Ironically, here, as in most poems in Litane, language both reveals and hides the truth: while the performance of the communion is done without confession (“in silence”) to avoid saying the truth, it is language that reveals the reason (“I am jew”) only to hide it again in a rhetoric climax that makes the truth seem irrelevant at the end (“nothing”). Similarly, in a different poem, “Marcas,” the poet considers again his spirituality confessing that he was waiting for God and he did arrive, yet: “i didn’t see his torso or the marks/ i don’t know his face nor his pair of huge orbs/ everything i’m telling you is intuition/ the feminine side i’ve developed/ in other words he told me to keep going with the lines/ even if they were mediocre/ that in the end something was opening/ —and to open is good—.”
In the absence of God, poetry acts as a substitute, perhaps a consolation. Like the language of prayers, the poems in Litane address a great unknown, in a process that can be both self-conscious and cathartic.

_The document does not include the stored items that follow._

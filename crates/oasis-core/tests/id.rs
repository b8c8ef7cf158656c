use oasis_core::AssessmentId;

#[test]
fn millis_round_trip_through_identifier() {
    let id = AssessmentId::from_millis(1_700_000_000_000);
    assert_eq!(id.created_at_millis(), 1_700_000_000_000);
    assert_eq!(id.created_at().as_millisecond(), 1_700_000_000_000);
}

#[test]
fn identifiers_from_same_instant_differ() {
    let a = AssessmentId::from_millis(1_700_000_000_123);
    let b = AssessmentId::from_millis(1_700_000_000_123);
    assert_ne!(a, b);
    assert_eq!(a.created_at_millis(), b.created_at_millis());
}

#[test]
fn negative_instant_clamps_to_epoch() {
    assert_eq!(AssessmentId::from_millis(-5).created_at_millis(), 0);
}

#[test]
fn display_and_parse_agree() {
    let id = AssessmentId::new();
    let parsed: AssessmentId = id.to_string().parse().unwrap();
    assert_eq!(parsed, id);
    assert_eq!(parsed.created_at_millis(), id.created_at_millis());
}

#[test]
fn garbage_does_not_parse() {
    assert!("not-an-id".parse::<AssessmentId>().is_err());
}

#[test]
fn serializes_as_plain_string() {
    let id = AssessmentId::from_millis(1_700_000_000_000);
    let json = serde_json::to_string(&id).unwrap();
    assert_eq!(json, format!("\"{id}\""));
}

#[test]
fn at_millis_is_deterministic() {
    let a = AssessmentId::at_millis(1_700_000_000_000);
    assert_eq!(a, AssessmentId::at_millis(1_700_000_000_000));
    assert_eq!(a.created_at_millis(), 1_700_000_000_000);
    assert_ne!(a, AssessmentId::at_millis(1_700_000_000_001));
}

While the author uses elements of his life in the poems and actively relies on the reader’s complicity to find clues about it (as in with the use of photographs from his family archive), it would be wrong to read the book just as an autobiography, a voyage of self-discovery and restitution. The ultimate goal of the collection seems to make sense of a shared loss that goes beyond the personal, “a work that would survive its author/ beyond men” says the poetic voice in the exquisite poem “Intervene this destroyed dialogue,” perhaps Litane’s most metaliterary poem and a sort of summa poetica, too, as it reconciles the personal with the collective: “what i breathe is in me a projection of others/ an idea of infection so shabby and worn.” This notion of speaking up for a collective is not only displayed thematically, but also in form. Blending references and quotes from a number of authors—sometimes in italics, sometimes indistinguishable in the main text—, the book effectively builds a polyphony that pays homage to the poetic tradition (Baudelaire, Celan, Brossa, Huidobro, among many others) while dialoging with fields such as those of philosophy and science (Wittgenstein, Einstein, Sloterdijk, etc).
In sum, Litane is a profound yet playful collection of poems that explores identity and family while testing the ways in which language shapes us and the world around us. Any lover of poetry will enjoy this intelligent book of poems, full of references and winks to the history of ideas and the literary tradition.